[Opening Excerpted records section]
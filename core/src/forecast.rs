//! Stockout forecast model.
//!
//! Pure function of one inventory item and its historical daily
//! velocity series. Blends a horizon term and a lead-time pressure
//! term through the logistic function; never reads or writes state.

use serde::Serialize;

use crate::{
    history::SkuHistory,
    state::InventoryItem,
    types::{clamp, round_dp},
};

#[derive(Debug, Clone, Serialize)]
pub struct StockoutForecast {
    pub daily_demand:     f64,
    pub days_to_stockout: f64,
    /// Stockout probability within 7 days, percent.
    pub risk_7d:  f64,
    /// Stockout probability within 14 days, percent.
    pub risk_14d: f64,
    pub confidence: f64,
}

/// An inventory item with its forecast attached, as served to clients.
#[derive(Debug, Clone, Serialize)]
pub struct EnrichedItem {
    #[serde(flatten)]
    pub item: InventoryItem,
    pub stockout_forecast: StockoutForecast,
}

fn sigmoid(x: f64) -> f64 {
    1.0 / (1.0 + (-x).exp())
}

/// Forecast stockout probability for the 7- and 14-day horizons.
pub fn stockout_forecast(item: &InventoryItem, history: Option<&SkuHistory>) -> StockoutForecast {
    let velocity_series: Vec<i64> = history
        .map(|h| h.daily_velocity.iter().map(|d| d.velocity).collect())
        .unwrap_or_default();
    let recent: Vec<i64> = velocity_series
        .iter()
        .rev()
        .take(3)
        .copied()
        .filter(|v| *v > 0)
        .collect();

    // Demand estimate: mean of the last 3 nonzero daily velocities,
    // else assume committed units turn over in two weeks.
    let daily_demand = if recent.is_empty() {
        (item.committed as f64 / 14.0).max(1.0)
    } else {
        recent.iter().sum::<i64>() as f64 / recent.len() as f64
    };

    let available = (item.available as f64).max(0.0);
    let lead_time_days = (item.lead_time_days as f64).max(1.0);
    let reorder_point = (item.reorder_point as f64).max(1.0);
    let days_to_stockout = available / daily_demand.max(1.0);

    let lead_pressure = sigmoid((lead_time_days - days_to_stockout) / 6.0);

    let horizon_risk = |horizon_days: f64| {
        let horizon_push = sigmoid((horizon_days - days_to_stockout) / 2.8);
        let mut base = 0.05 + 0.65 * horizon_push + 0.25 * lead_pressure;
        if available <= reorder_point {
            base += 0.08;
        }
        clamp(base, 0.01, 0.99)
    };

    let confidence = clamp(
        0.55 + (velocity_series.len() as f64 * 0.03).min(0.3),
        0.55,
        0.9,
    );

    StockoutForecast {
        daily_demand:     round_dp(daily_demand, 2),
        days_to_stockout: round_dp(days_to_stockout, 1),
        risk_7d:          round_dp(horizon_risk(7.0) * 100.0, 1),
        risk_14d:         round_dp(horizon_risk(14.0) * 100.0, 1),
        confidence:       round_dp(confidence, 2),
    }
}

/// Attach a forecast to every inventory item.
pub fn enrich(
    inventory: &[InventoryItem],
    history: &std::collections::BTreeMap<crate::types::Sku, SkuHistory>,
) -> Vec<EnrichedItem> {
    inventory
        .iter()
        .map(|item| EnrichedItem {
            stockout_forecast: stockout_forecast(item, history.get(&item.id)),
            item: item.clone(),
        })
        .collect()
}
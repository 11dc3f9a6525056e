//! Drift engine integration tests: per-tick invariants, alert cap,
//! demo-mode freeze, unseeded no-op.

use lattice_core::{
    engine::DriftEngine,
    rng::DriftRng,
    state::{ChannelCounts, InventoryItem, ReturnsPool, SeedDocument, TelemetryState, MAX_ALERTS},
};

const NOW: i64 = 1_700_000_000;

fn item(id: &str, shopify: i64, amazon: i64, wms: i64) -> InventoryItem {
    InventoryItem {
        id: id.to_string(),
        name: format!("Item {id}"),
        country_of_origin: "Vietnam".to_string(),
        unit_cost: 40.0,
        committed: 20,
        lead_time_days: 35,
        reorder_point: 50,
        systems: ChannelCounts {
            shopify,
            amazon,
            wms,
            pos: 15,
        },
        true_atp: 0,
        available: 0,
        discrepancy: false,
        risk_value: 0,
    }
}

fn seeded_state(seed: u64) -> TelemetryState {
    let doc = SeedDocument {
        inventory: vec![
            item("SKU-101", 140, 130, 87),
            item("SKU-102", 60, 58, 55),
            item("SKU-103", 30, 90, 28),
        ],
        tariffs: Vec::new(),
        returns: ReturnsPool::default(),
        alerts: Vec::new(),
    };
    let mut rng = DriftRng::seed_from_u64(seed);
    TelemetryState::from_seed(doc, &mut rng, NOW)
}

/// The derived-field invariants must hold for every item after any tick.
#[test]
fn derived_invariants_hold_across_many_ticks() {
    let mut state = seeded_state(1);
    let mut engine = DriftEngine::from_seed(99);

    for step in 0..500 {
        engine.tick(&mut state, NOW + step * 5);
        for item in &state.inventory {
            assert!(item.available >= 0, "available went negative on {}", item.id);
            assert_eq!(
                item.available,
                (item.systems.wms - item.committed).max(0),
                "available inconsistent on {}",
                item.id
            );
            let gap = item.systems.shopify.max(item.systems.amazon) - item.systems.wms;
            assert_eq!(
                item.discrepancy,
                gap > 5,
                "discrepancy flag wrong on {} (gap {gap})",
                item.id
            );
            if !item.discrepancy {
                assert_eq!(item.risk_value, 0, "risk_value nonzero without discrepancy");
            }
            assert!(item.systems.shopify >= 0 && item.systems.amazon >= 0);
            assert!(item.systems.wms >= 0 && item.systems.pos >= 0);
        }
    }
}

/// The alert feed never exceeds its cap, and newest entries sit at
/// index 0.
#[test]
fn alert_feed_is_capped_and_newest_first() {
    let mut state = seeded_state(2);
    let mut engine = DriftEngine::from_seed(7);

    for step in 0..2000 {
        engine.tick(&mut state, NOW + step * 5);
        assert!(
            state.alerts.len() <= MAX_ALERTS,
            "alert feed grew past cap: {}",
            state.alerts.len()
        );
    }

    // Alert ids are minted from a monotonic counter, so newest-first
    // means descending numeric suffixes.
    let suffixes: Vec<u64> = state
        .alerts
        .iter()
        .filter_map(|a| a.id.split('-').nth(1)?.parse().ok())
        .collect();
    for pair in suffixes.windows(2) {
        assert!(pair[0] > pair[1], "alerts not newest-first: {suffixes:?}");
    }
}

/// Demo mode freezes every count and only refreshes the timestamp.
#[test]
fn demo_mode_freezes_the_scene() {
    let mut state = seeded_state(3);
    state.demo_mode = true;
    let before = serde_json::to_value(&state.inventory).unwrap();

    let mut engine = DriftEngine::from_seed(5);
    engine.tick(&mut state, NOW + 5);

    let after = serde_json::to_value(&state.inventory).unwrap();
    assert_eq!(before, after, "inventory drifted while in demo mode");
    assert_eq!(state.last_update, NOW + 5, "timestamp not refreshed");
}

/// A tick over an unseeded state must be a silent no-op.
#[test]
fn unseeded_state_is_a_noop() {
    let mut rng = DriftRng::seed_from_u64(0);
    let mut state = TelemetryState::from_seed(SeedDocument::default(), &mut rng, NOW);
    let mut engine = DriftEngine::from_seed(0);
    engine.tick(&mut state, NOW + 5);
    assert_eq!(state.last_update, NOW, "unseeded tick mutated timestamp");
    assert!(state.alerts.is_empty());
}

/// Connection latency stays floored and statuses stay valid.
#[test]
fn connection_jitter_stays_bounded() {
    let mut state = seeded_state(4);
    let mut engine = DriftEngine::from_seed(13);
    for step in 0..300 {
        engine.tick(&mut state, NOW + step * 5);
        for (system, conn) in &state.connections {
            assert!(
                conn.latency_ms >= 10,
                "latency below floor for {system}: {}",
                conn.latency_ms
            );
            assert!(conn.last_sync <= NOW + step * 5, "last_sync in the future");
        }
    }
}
[Closing Excerpted records section]
> **The problem**
Return each line from the data where the string "history" can be found.

> **Answer section**
    history::SkuHistory,
pub fn stockout_forecast(item: &InventoryItem, history: Option<&SkuHistory>) -> StockoutForecast {
    let velocity_series: Vec<i64> = history
    history: &std::collections::BTreeMap<crate::types::Sku, SkuHistory>,
            stockout_forecast: stockout_forecast(item, history.get(&item.id)),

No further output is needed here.